(Records drawn from a dataset)
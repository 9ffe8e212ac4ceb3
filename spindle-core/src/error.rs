//! Error types for spindle.
//!
//! The taxonomy has three families with different propagation rules:
//!
//! - [`ConfigurationError`] - programmer/setup mistakes. Always surfaced to the caller.
//! - [`HookError`] - failures inside hook bodies. Recovered at the dispatch boundary.
//! - [`TransportError`] - connection or stream failures. Fatal to the worker.
//!
//! [`SpindleError`] wraps all three for callers that want a single type.

use crate::context::ContextState;
use std::time::Duration;
use thiserror::Error;

/// A boxed error type for dynamic error handling.
pub type BoxError = Box<dyn std::error::Error + Send + Sync + 'static>;

/// Top-level error type for all spindle operations.
#[derive(Error, Debug)]
pub enum SpindleError {
    /// The worker or an event context was misused.
    #[error("configuration error: {0}")]
    Configuration(#[from] ConfigurationError),

    /// A hook failed.
    #[error("hook error: {0}")]
    Hook(#[from] HookError),

    /// The transport failed.
    #[error("transport error: {0}")]
    Transport(#[from] TransportError),

    /// A custom error occurred.
    #[error(transparent)]
    Custom(BoxError),
}

/// Misuse of the worker, the registry or an event context.
#[derive(Error, Debug, Clone, PartialEq, Eq)]
pub enum ConfigurationError {
    /// The event context has no hook bound to it.
    #[error("event context has no bound hook")]
    MissingHook,

    /// The event context was driven out of order.
    #[error("cannot {action} an event context that is {state}")]
    InvalidContextState {
        /// The operation that was attempted.
        action: &'static str,
        /// The state the context was in.
        state: ContextState,
    },

    /// The ready transition was triggered more than once.
    #[error("worker already marked as ready")]
    AlreadyReady,

    /// Two hooks claim the same command name.
    #[error("command `{0}` is already registered")]
    DuplicateCommand(String),

    /// A lifecycle hook was declared threaded.
    #[error("lifecycle hook `{0}` cannot be threaded")]
    ThreadedLifecycleHook(String),

    /// A worker setting is out of range.
    #[error("invalid setting `{name}`: {reason}")]
    InvalidSetting {
        /// Name of the setting.
        name: &'static str,
        /// Why it was rejected.
        reason: String,
    },
}

/// Errors from an individual hook invocation.
#[derive(Error, Debug)]
pub enum HookError {
    /// The hook body returned an error.
    #[error("hook `{hook}` failed: {source}")]
    Failed {
        /// Name of the hook.
        hook: String,
        /// The error the hook returned.
        #[source]
        source: BoxError,
    },

    /// The hook panicked during execution.
    #[error("hook `{hook}` panicked: {message}")]
    Panic {
        /// Name of the hook.
        hook: String,
        /// The panic payload, when it was a string.
        message: String,
    },

    /// The hook's resources could not be bound or released.
    #[error("hook `{hook}` scope error: {source}")]
    Scope {
        /// Name of the hook.
        hook: String,
        /// What went wrong around the invocation.
        #[source]
        source: ContextError,
    },
}

impl HookError {
    /// Name of the hook that failed.
    pub fn hook(&self) -> &str {
        match self {
            HookError::Failed { hook, .. }
            | HookError::Panic { hook, .. }
            | HookError::Scope { hook, .. } => hook,
        }
    }
}

/// Errors from [`EventContext`](crate::EventContext) operations.
#[derive(Error, Debug)]
pub enum ContextError {
    /// The context was used in a way its protocol forbids.
    #[error(transparent)]
    Configuration(#[from] ConfigurationError),

    /// The session factory could not open or close a session.
    #[error("session error: {0}")]
    Session(#[source] BoxError),

    /// The context has nowhere to send a reply.
    #[error("no reply target: {0}")]
    NoReplyTarget(&'static str),

    /// Sending a reply failed.
    #[error("reply failed: {0}")]
    Reply(#[from] TransportError),
}

/// Errors raised by a [`Transport`](crate::Transport).
#[derive(Error, Debug)]
pub enum TransportError {
    /// The endpoint could not be reached.
    #[error("failed to connect to {endpoint}: {reason}")]
    Connect {
        /// The endpoint that was dialed.
        endpoint: String,
        /// Why the connection failed.
        reason: String,
    },

    /// An operation needed a connection that was never established.
    #[error("transport is not connected")]
    NotConnected,

    /// The connection dropped while a reply was still expected.
    #[error("connection closed while waiting for {0}")]
    Closed(&'static str),

    /// A frame could not be decoded or encoded.
    #[error("protocol error: {0}")]
    Protocol(String),

    /// The request did not complete in time.
    #[error("timed out after {0:?}")]
    Timeout(Duration),

    /// An I/O error on the underlying stream.
    #[error(transparent)]
    Io(#[from] std::io::Error),
}

// Convenience conversions
impl From<BoxError> for SpindleError {
    fn from(err: BoxError) -> Self {
        SpindleError::Custom(err)
    }
}

impl From<ContextError> for SpindleError {
    fn from(err: ContextError) -> Self {
        match err {
            ContextError::Configuration(e) => SpindleError::Configuration(e),
            ContextError::Reply(e) => SpindleError::Transport(e),
            other => SpindleError::Custom(Box::new(other)),
        }
    }
}
//! Logging hook for lifecycle observation.

use spindle_core::{BoxError, EventContext, EventPayload, EventType, Hook, HookDescriptor};

/// A lifecycle hook that logs each round it is part of.
pub struct LoggingHook;

impl LoggingHook {
    /// Descriptor for observing `kind`.
    pub fn descriptor(kind: EventType) -> HookDescriptor {
        HookDescriptor::event(format!("log_{kind}"), kind)
    }
}

impl Hook for LoggingHook {
    fn call(&self, ctx: &mut EventContext) -> Result<(), BoxError> {
        match ctx.payload() {
            EventPayload::Ready { servers } => {
                tracing::info!(servers = servers.len(), "worker ready");
            }
            EventPayload::Timer { tick } => {
                tracing::trace!(tick, "timer tick");
            }
            EventPayload::Command { command, .. } => {
                tracing::debug!(command = %command, "command received");
            }
        }
        Ok(())
    }
}
//! The once-only readiness transition.

use spindle_core::ConfigurationError;
use std::fmt;

/// Where the worker is relative to readiness.
#[derive(Debug, Clone, Copy, PartialEq, Eq, Default)]
pub enum ReadinessState {
    /// Connected, no `ready` event handled yet.
    #[default]
    Connected,
    /// The ready round is running.
    ReadyPending,
    /// Ready hooks have run and the timer is armed.
    Ready,
}

impl fmt::Display for ReadinessState {
    fn fmt(&self, f: &mut fmt::Formatter<'_>) -> fmt::Result {
        f.write_str(match self {
            ReadinessState::Connected => "connected",
            ReadinessState::ReadyPending => "ready_pending",
            ReadinessState::Ready => "ready",
        })
    }
}

/// Guards the `Connected -> Ready` transition.
///
/// Owned by the worker and only touched from the event loop.
#[derive(Debug, Default)]
pub struct Readiness {
    state: ReadinessState,
}

impl Readiness {
    /// Start in [`ReadinessState::Connected`].
    pub fn new() -> Self {
        Self::default()
    }

    /// Current state.
    pub fn state(&self) -> ReadinessState {
        self.state
    }

    /// Whether the transition has completed.
    pub fn is_ready(&self) -> bool {
        self.state == ReadinessState::Ready
    }

    /// Enter [`ReadinessState::ReadyPending`].
    ///
    /// Fails, leaving the state unchanged, unless the worker is still
    /// [`ReadinessState::Connected`].
    pub fn begin(&mut self) -> Result<(), ConfigurationError> {
        if self.state != ReadinessState::Connected {
            return Err(ConfigurationError::AlreadyReady);
        }
        self.state = ReadinessState::ReadyPending;
        Ok(())
    }

    /// Enter [`ReadinessState::Ready`].
    pub fn complete(&mut self) {
        debug_assert_eq!(self.state, ReadinessState::ReadyPending);
        self.state = ReadinessState::Ready;
    }
}

#[cfg(test)]
mod tests {
    use super::*;

    #[test]
    fn test_transition_happens_once() {
        let mut readiness = Readiness::new();
        readiness.begin().unwrap();
        assert_eq!(readiness.state(), ReadinessState::ReadyPending);
        assert_eq!(readiness.begin(), Err(ConfigurationError::AlreadyReady));

        readiness.complete();
        assert!(readiness.is_ready());
        assert_eq!(readiness.begin(), Err(ConfigurationError::AlreadyReady));
        assert_eq!(readiness.state(), ReadinessState::Ready);
    }
}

> **TRY IT**
Select every line of the records holding the string "crate".

> **RESPONSE TO THE TASK**
use crate::context::ContextState;
/// Errors from [`EventContext`](crate::EventContext) operations.
/// Errors raised by a [`Transport`](crate::Transport).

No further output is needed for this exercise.